Smell is very important in insects. It is difficult for us to judge of, since man is of all the vertebrates except the whales, perhaps, the one in which this sense is most rudimentary. We can evidently, therefore, form only a feeble idea of the world of knowledge imparted by a smell to a dog, a mole, a hedgehog, or an insect. The instruments of smell are the antennæ. A poor ant without antennæ is as lost as a blind man who is also deaf and dumb. This appears from its complete social inactivity, its isolation, its incapacity to guide itself and to find its food. It can, therefore, be boldly supposed that the antennæ and their power of smell, as much on contact as at a distance, constitute the social sense of ants, the sense which allows them to recognise one another, to tend to their larvæ, and mutually help one another, and also the sense which awakens their greedy appetites, their violent hatred for every being foreign to the colony, the sense which principally guides them—a little helped by vision, especially in certain species—in the long and patient travels which they have to undertake, which makes them find their way back, find their plant-lice, and all their other means of subsistence.

As the philosopher Herbert Spencer has well pointed out, the visceral sensations of man, and those internal senses which, like smell, can only make an impression of one kind as regards space—two simultaneous odours can only be appreciated by us as a mixture—are precisely those by which we can gain little or no information relative to space. Our vision, on the contrary, which localises the rays from various distant points of space on various distinct points of our retina at the same time, is our most relational sense, that which gives us the most vast ideas of space.

But the antennæ of insects are an olfactory organ turned inside out, prominent in space, and, further, very mobile. This allows us to suppose that the sense of smell may be much more relational than ours, that the sensations thence derived give them ideas of space and of direction which may be qualitatively different from ours.

Taste exists in insects, and has been very widely written on, but somewhat inconclusively. The organs of taste probably are to be found in the jaws and at the base of the tongue. This sense can be observed in ants, bees, and wasps; and everyone has seen how caterpillars especially recognise by taste the plants which suit them.

Much has been written on the hearing of insects; but, in my judgment, only crickets and several other insects of that class appear to perceive sounds. Erroneous views have been due to confusing hearing with mechanical vibrations.

We must not forget that the specialisation of the organ of hearing has reached in man a delicacy of detail which is evidently not found again in lower vertebrates.

Pain is much less developed in insects than in warm-blooded vertebrates. Otherwise, one could not see either an ant, with its abdomen or antennæ cut off, gorge itself with honey; or a humble-bee, in which the antennæ and all the front of the head had been removed, go to find and pillage flowers; or a spider, the foot of which had been broken, feed immediately on this, its own foot, as I myself have seen; or, finally, a caterpillar, wounded at the "tail" end, devour itself, beginning behind, as I have observed more than once.

IV.—Insect Reason and Passions

Insects reason, and the most intelligent among them, the social hymenoptera, especially the wasps and ants, even reason much more than one is tempted to believe when one observes the regularly recurring mechanism of their instincts. To observe and understand these reasonings well, it is necessary to mislead their instinct. Further, one may remark little bursts of plastic judgment, of combinations—extremely limited, it is true—which, in forcing them an instant from the beaten track of their automatism, help them to overcome difficulties, and to decide between two dangers. From the point of view of instinct and intelligence, or rather of reason, there are not, therefore, absolute contrasts between the insect, the mammal, and the man.

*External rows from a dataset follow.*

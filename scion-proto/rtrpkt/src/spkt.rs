// Copyright 2026 Anapaya Systems
//
// Licensed under the Apache License, Version 2.0 (the "License");
// you may not use this file except in compliance with the License.
// You may obtain a copy of the License at
//
//   http://www.apache.org/licenses/LICENSE-2.0
//
// Unless required by applicable law or agreed to in writing, software
// distributed under the License is distributed on an "AS IS" BASIS,
// WITHOUT WARRANTIES OR CONDITIONS OF ANY KIND, either express or implied.
// See the License for the specific language governing permissions and
// limitations under the License.

//! Structured packet description
//!
//! [`ScnPkt`] is the protocol level view of a packet. The packet buffer is assembled from it
//! and can be converted back into it.

use bytes::Bytes;

use crate::{
    core::{encode::WireEncode, layout::Layout},
    error::PathError,
    extn::model::Extension,
    header::{layout::CommonHeaderLayout, model::AddressHeader},
    l4::{L4, L4Header},
    path::model::Path,
    types::{HostAddr, IsdAsn},
};

/// Structured description of a packet.
#[derive(Debug, Clone, PartialEq, Eq)]
pub struct ScnPkt {
    /// Destination ISD-AS
    pub dst_ia: IsdAsn,
    /// Source ISD-AS
    pub src_ia: IsdAsn,
    /// Destination host
    pub dst_host: HostAddr,
    /// Source host
    pub src_host: HostAddr,
    /// Forwarding path, None for AS-local packets
    pub path: Option<Path>,
    /// Hop-by-hop extensions in packet order
    pub hbh_ext: Vec<Extension>,
    /// End-to-end extensions in packet order
    pub e2e_ext: Vec<Extension>,
    /// Transport header
    pub l4: Option<L4>,
    /// Payload, None if empty
    pub payload: Option<Bytes>,
}
impl ScnPkt {
    /// Creates a description with addresses only
    pub fn new(dst_ia: IsdAsn, src_ia: IsdAsn, dst_host: HostAddr, src_host: HostAddr) -> Self {
        ScnPkt {
            dst_ia,
            src_ia,
            dst_host,
            src_host,
            path: None,
            hbh_ext: Vec::new(),
            e2e_ext: Vec::new(),
            l4: None,
            payload: None,
        }
    }

    /// Address header of the packet
    pub fn addr_header(&self) -> AddressHeader {
        AddressHeader {
            dst_ia: self.dst_ia,
            src_ia: self.src_ia,
            dst_host: self.dst_host,
            src_host: self.src_host,
        }
    }

    /// Length of the address header in bytes, including padding
    pub fn addr_len(&self) -> usize {
        self.addr_header().layout().size_bytes()
    }

    /// Length of common, address and path header in bytes
    pub fn hdr_len(&self) -> usize {
        CommonHeaderLayout::SIZE_BYTES
            + self.addr_len()
            + self.path.as_ref().map_or(0, |p| p.raw.len())
    }

    /// Encoded length of the whole packet in bytes
    pub fn total_len(&self) -> usize {
        self.hdr_len()
            + self
                .hbh_ext
                .iter()
                .chain(&self.e2e_ext)
                .map(WireEncode::required_size)
                .sum::<usize>()
            + self.l4.as_ref().map_or(0, WireEncode::required_size)
            + self.payload.as_ref().map_or(0, Bytes::len)
    }

    /// Turns the description around for a reply
    ///
    /// Swaps source and destination, reverses the path and turns the transport header around.
    pub fn reverse(&mut self) -> Result<(), PathError> {
        if let Some(path) = &mut self.path {
            path.reverse()?;
        }
        std::mem::swap(&mut self.dst_ia, &mut self.src_ia);
        std::mem::swap(&mut self.dst_host, &mut self.src_host);
        if let Some(l4) = &mut self.l4 {
            l4.reverse();
        }
        Ok(())
    }
}
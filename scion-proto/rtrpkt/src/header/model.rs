// Copyright 2026 Anapaya Systems
//
// Licensed under the Apache License, Version 2.0 (the "License");
// you may not use this file except in compliance with the License.
// You may obtain a copy of the License at
//
//   http://www.apache.org/licenses/LICENSE-2.0
//
// Unless required by applicable law or agreed to in writing, software
// distributed under the License is distributed on an "AS IS" BASIS,
// WITHOUT WARRANTIES OR CONDITIONS OF ANY KIND, either express or implied.
// See the License for the specific language governing permissions and
// limitations under the License.

//! Common header and address header models

use crate::{
    core::{
        encode::WireEncode,
        layout::Layout,
        read::bit_range_be_read,
        write::bit_range_be_write,
    },
    error::FormatError,
    header::layout::{AddressHeaderLayout, CommonHeaderLayout},
    types::{HostAddr, HostAddrType, IsdAsn, LINE_LEN, next_hdr},
};

/// Common header of a packet
///
/// The pointer fields are in lines from the start of the packet, as on the wire.
#[derive(Debug, Clone, Copy, PartialEq, Eq)]
pub struct CommonHeader {
    /// Type of the destination host address
    pub dst_type: HostAddrType,
    /// Type of the source host address
    pub src_type: HostAddrType,
    /// Total packet length in bytes
    pub total_len: u16,
    /// Length of common, address and path header in lines
    pub hdr_len: u8,
    /// Line offset of the current info field
    pub curr_info_f: u8,
    /// Line offset of the current hop field
    pub curr_hop_f: u8,
    /// Tag of the section following the path
    pub next_hdr: u8,
}
impl CommonHeader {
    /// Supported version
    pub const VERSION: u8 = 0;

    /// Creates a common header for the given address types with every other field unset
    pub fn new(dst_type: HostAddrType, src_type: HostAddrType) -> Self {
        CommonHeader {
            dst_type,
            src_type,
            total_len: 0,
            hdr_len: 0,
            curr_info_f: 0,
            curr_hop_f: 0,
            next_hdr: next_hdr::L4_NONE,
        }
    }

    /// Decodes the common header from the start of `buf`
    ///
    /// Validates the version and both address types. Length fields are checked by the caller.
    pub fn decode(buf: &[u8]) -> Result<Self, FormatError> {
        use CommonHeaderLayout as CHL;

        let (buf, _rest) = CHL.split_off_checked(buf).ok_or(FormatError::BufferTooSmall {
            at: "CommonHeader",
            required: CHL::SIZE_BYTES,
            actual: buf.len(),
        })?;

        // Size is checked above, every field read below is inside `buf`
        let field = |range| bit_range_be_read::<u8>(buf, range).unwrap_or_default();

        let version = field(CHL::VERSION_RNG);
        if version != Self::VERSION {
            return Err(FormatError::UnsupportedVersion(version));
        }

        Ok(CommonHeader {
            dst_type: HostAddrType::try_from(field(CHL::DST_TYPE_RNG))?,
            src_type: HostAddrType::try_from(field(CHL::SRC_TYPE_RNG))?,
            total_len: bit_range_be_read(buf, CHL::TOTAL_LEN_RNG).unwrap_or_default(),
            hdr_len: field(CHL::HDR_LEN_RNG),
            curr_info_f: field(CHL::CURR_INFO_F_RNG),
            curr_hop_f: field(CHL::CURR_HOP_F_RNG),
            next_hdr: field(CHL::NEXT_HDR_RNG),
        })
    }

    /// Header length in bytes
    pub fn hdr_len_bytes(&self) -> usize {
        self.hdr_len as usize * LINE_LEN
    }

    /// Byte offset of the current info field from the packet start
    pub fn info_f_offset(&self) -> usize {
        self.curr_info_f as usize * LINE_LEN
    }

    /// Byte offset of the current hop field from the packet start
    pub fn hop_f_offset(&self) -> usize {
        self.curr_hop_f as usize * LINE_LEN
    }
}
impl WireEncode for CommonHeader {
    fn required_size(&self) -> usize {
        CommonHeaderLayout::SIZE_BYTES
    }

    fn encode_into(&self, buf: &mut [u8]) -> usize {
        use CommonHeaderLayout as CHL;

        bit_range_be_write(buf, CHL::VERSION_RNG, Self::VERSION);
        bit_range_be_write::<u8>(buf, CHL::DST_TYPE_RNG, self.dst_type.into());
        bit_range_be_write::<u8>(buf, CHL::SRC_TYPE_RNG, self.src_type.into());
        bit_range_be_write(buf, CHL::TOTAL_LEN_RNG, self.total_len);
        bit_range_be_write(buf, CHL::HDR_LEN_RNG, self.hdr_len);
        bit_range_be_write(buf, CHL::CURR_INFO_F_RNG, self.curr_info_f);
        bit_range_be_write(buf, CHL::CURR_HOP_F_RNG, self.curr_hop_f);
        bit_range_be_write(buf, CHL::NEXT_HDR_RNG, self.next_hdr);

        CHL::SIZE_BYTES
    }
}

/// Address header of a packet
#[derive(Debug, Clone, Copy, PartialEq, Eq)]
pub struct AddressHeader {
    /// Destination ISD-AS
    pub dst_ia: IsdAsn,
    /// Source ISD-AS
    pub src_ia: IsdAsn,
    /// Destination host address
    pub dst_host: HostAddr,
    /// Source host address
    pub src_host: HostAddr,
}
impl AddressHeader {
    /// Returns the layout of this address header
    pub fn layout(&self) -> AddressHeaderLayout {
        AddressHeaderLayout::new(self.dst_host.required_size(), self.src_host.required_size())
    }

    /// Decodes the address header from the start of `buf`, using the address types of the
    /// common header
    pub fn decode(
        buf: &[u8],
        dst_type: HostAddrType,
        src_type: HostAddrType,
    ) -> Result<Self, FormatError> {
        use AddressHeaderLayout as AHL;

        let layout = AHL::new(dst_type.size(), src_type.size());
        let (buf, _rest) = layout
            .split_off_checked(buf)
            .ok_or(FormatError::BufferTooSmall {
                at: "AddressHeader",
                required: layout.size_bytes(),
                actual: buf.len(),
            })?;

        Ok(AddressHeader {
            dst_ia: IsdAsn::from_u64(bit_range_be_read(buf, AHL::DST_IA_RNG).unwrap_or_default()),
            src_ia: IsdAsn::from_u64(bit_range_be_read(buf, AHL::SRC_IA_RNG).unwrap_or_default()),
            dst_host: HostAddr::decode(dst_type, &buf[layout.dst_host_range()])?,
            src_host: HostAddr::decode(src_type, &buf[layout.src_host_range()])?,
        })
    }
}
impl WireEncode for AddressHeader {
    fn required_size(&self) -> usize {
        self.layout().size_bytes()
    }

    fn encode_into(&self, buf: &mut [u8]) -> usize {
        use AddressHeaderLayout as AHL;

        let layout = self.layout();
        bit_range_be_write(buf, AHL::DST_IA_RNG, self.dst_ia.to_u64());
        bit_range_be_write(buf, AHL::SRC_IA_RNG, self.src_ia.to_u64());
        self.dst_host.encode_into(&mut buf[layout.dst_host_range()]);
        self.src_host.encode_into(&mut buf[layout.src_host_range()]);
        buf[layout.unpadded_len()..layout.size_bytes()].fill(0);

        layout.size_bytes()
    }
}
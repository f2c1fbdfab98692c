// Copyright 2026 Anapaya Systems
//
// Licensed under the Apache License, Version 2.0 (the "License");
// you may not use this file except in compliance with the License.
// You may obtain a copy of the License at
//
//   http://www.apache.org/licenses/LICENSE-2.0
//
// Unless required by applicable law or agreed to in writing, software
// distributed under the License is distributed on an "AS IS" BASIS,
// WITHOUT WARRANTIES OR CONDITIONS OF ANY KIND, either express or implied.
// See the License for the specific language governing permissions and
// limitations under the License.

//! Parsing of received datagrams into a packet buffer.

use tracing::trace;

use super::RtrPkt;
use crate::{
    context::{Dir, Ingress, RouterContext},
    core::{encode::WireEncode, layout::Layout},
    error::{CapacityError, FormatError, RtrPktError},
    extn::{
        chain::ExtnIdx,
        model::{Extension, ExtnClass},
    },
    header::{
        layout::CommonHeaderLayout,
        model::{AddressHeader, CommonHeader},
    },
    l4::L4,
    types::LINE_LEN,
};

impl RtrPkt {
    /// Parses a received datagram.
    ///
    /// The datagram is copied into a new buffer and the same offsets are recorded that
    /// assembly would produce for it.
    pub fn parse(
        raw: &[u8],
        dir_from: Dir,
        ingress: Option<Ingress>,
        ctx: &RouterContext,
    ) -> Result<RtrPkt, RtrPktError> {
        let capacity = ctx.packet_config().capacity();
        if raw.len() > capacity {
            return Err(CapacityError {
                at: "Datagram",
                required: raw.len(),
                capacity,
            }
            .into());
        }

        let cmn_hdr = CommonHeader::decode(raw)?;
        if cmn_hdr.total_len as usize != raw.len() {
            return Err(FormatError::InvalidTotalLength {
                advertised: cmn_hdr.total_len as usize,
                actual: raw.len(),
            }
            .into());
        }

        let addr = AddressHeader::decode(
            &raw[CommonHeaderLayout::SIZE_BYTES..],
            cmn_hdr.dst_type,
            cmn_hdr.src_type,
        )?;
        let layout = addr.layout();
        let path_start = CommonHeaderLayout::SIZE_BYTES + layout.size_bytes();
        let hdr_end = cmn_hdr.hdr_len_bytes();
        if hdr_end < path_start {
            return Err(FormatError::InvalidHeaderLength {
                advertised: hdr_end,
                actual: path_start,
            }
            .into());
        }
        if hdr_end > raw.len() {
            return Err(FormatError::BufferTooSmall {
                at: "Path",
                required: hdr_end,
                actual: raw.len(),
            }
            .into());
        }
        if hdr_end > path_start {
            check_path_pointers(&cmn_hdr, path_start, hdr_end)?;
        }

        let mut rp = RtrPkt::new(ctx.packet_config(), addr);
        rp.buf[..raw.len()].copy_from_slice(raw);
        rp.len = raw.len();
        rp.cmn_hdr = cmn_hdr;
        rp.dir_from = dir_from;
        rp.ingress = ingress;
        rp.idxs.set_addresses(&layout);

        // Walk the extension chain
        let mut cursor = hdr_end;
        let mut next = cmn_hdr.next_hdr;
        while let Some(class) = ExtnClass::from_tag(next) {
            let (extn, extn_next) = Extension::decode(&raw[cursor..])?;
            let len = extn.required_size();
            rp.idxs.extn.push(
                class,
                ExtnIdx {
                    ext_type: extn.ext_type,
                    start: cursor,
                    len,
                },
            )?;
            cursor += len;
            next = extn_next;
        }

        rp.idxs.l4 = cursor;
        rp.l4 = L4::decode(next, &raw[cursor..])?;
        rp.idxs.pld = cursor + rp.l4.as_ref().map_or(0, WireEncode::required_size);

        if dir_from == Dir::External {
            rp.ifid_in = rp.if_curr().ok();
        }

        trace!(
            id = rp.id,
            dir_from = ?dir_from,
            len = rp.len,
            l4 = rp.idxs.l4,
            pld = rp.idxs.pld,
            "Parsed packet"
        );
        Ok(rp)
    }
}

/// Both path pointers must name a whole line inside the path, the info field first.
fn check_path_pointers(
    cmn_hdr: &CommonHeader,
    path_start: usize,
    hdr_end: usize,
) -> Result<(), FormatError> {
    let (info, hop) = (cmn_hdr.info_f_offset(), cmn_hdr.hop_f_offset());
    let inside = |off: usize| off >= path_start && off + LINE_LEN <= hdr_end;
    if !inside(info) || !inside(hop) || info >= hop {
        return Err(FormatError::InvalidPathPointers { info, hop });
    }
    Ok(())
}

#[cfg(test)]
mod parse_tests {
    use std::net::Ipv4Addr;

    use super::*;
    use crate::{
        config::RouterConfig,
        l4::udp::Udp,
        spkt::ScnPkt,
        types::{HostAddr, IsdAsn, next_hdr},
    };

    fn context() -> RouterContext {
        RouterContext::new(RouterConfig::new(IsdAsn::new(1, 10)))
    }

    fn assembled_pkt(ctx: &RouterContext) -> RtrPkt {
        let mut sp = ScnPkt::new(
            IsdAsn::new(1, 10),
            IsdAsn::new(2, 20),
            HostAddr::Ipv4(Ipv4Addr::new(10, 0, 0, 1)),
            HostAddr::Svc(1),
        );
        sp.hbh_ext.push(Extension::new(3, vec![1; 5]));
        sp.l4 = Some(Udp::new(7, 8).into());
        sp.payload = Some(bytes::Bytes::from_static(b"data"));

        RtrPkt::from_description(&sp, Dir::Local, ctx).unwrap()
    }

    fn assembled() -> Vec<u8> {
        assembled_pkt(&context()).raw().to_vec()
    }

    #[test_log::test]
    fn should_recover_assembly_offsets() {
        let ctx = context();
        let assembled = assembled_pkt(&ctx);

        let parsed = RtrPkt::parse(assembled.raw(), Dir::External, None, &ctx).unwrap();
        assert_eq!(parsed.idxs(), assembled.idxs());
        assert_eq!(parsed.common_header(), assembled.common_header());
        assert_eq!(parsed.l4(), assembled.l4());
        assert_eq!(parsed.payload(), b"data");
        assert_eq!(parsed.dir_from(), Dir::External);
        assert_eq!(parsed.common_header().next_hdr, next_hdr::HOP_BY_HOP);
    }

    #[test]
    fn should_reject_wrong_total_length() {
        let mut raw = assembled();
        raw.push(0);
        assert_eq!(
            RtrPkt::parse(&raw, Dir::External, None, &context()).unwrap_err(),
            RtrPktError::Format(FormatError::InvalidTotalLength {
                advertised: raw.len() - 1,
                actual: raw.len()
            })
        );
    }

    #[test]
    fn should_reject_unknown_protocol() {
        let mut raw = assembled();
        // next header byte of the hop-by-hop extension
        raw[32] = 6;
        assert_eq!(
            RtrPkt::parse(&raw, Dir::External, None, &context()).unwrap_err(),
            RtrPktError::Format(FormatError::UnknownProtocol(6))
        );
    }

    #[test]
    fn should_reject_unknown_address_type() {
        let mut raw = assembled();
        // dst type spans the low nibble of byte 0 and the top two bits of byte 1
        raw[0] |= 0b0000_0001;
        assert!(matches!(
            RtrPkt::parse(&raw, Dir::External, None, &context()),
            Err(RtrPktError::Format(FormatError::UnknownHostAddrType(_)))
        ));
    }

    #[test]
    fn should_reject_short_header_length() {
        let mut raw = assembled();
        raw[4] = 2;
        assert_eq!(
            RtrPkt::parse(&raw, Dir::External, None, &context()).unwrap_err(),
            RtrPktError::Format(FormatError::InvalidHeaderLength {
                advertised: 16,
                actual: 32
            })
        );
    }

    #[test]
    fn should_reject_truncated_datagram() {
        let raw = assembled();
        for len in 0..raw.len() {
            assert!(
                RtrPkt::parse(&raw[..len], Dir::External, None, &context()).is_err(),
                "truncated datagram of {len} bytes was accepted"
            );
        }
    }

    #[test]
    fn should_reject_oversized_datagram() {
        let mut config = RouterConfig::new(IsdAsn::new(1, 10));
        config.packet = crate::config::RtrPktConfig::new(32).unwrap();
        let ctx = RouterContext::new(config);

        assert_eq!(
            RtrPkt::parse(&assembled(), Dir::External, None, &ctx).unwrap_err(),
            RtrPktError::Capacity(CapacityError {
                at: "Datagram",
                required: 52,
                capacity: 32
            })
        );
    }
}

Finally, insects have passions which are more or less bound up with their instincts. And these passions vary enormously, according to the species. I have noted the following passions or traits of character among ants: choler, hatred, devotion, activity, perseverance, and gluttony. I have added thereto the discouragement which is sometimes shown in a striking manner at the time of a defeat, and which can become real despair; the fear which is shown among ants when they are alone, while it disappears when they are numerous. I can add further the momentary temerity whereby certain ants, knowing the enemy to be weakened and discouraged, hurl themselves alone in the midst of the black masses of enemies larger than themselves, hustling them without taking the least further precaution.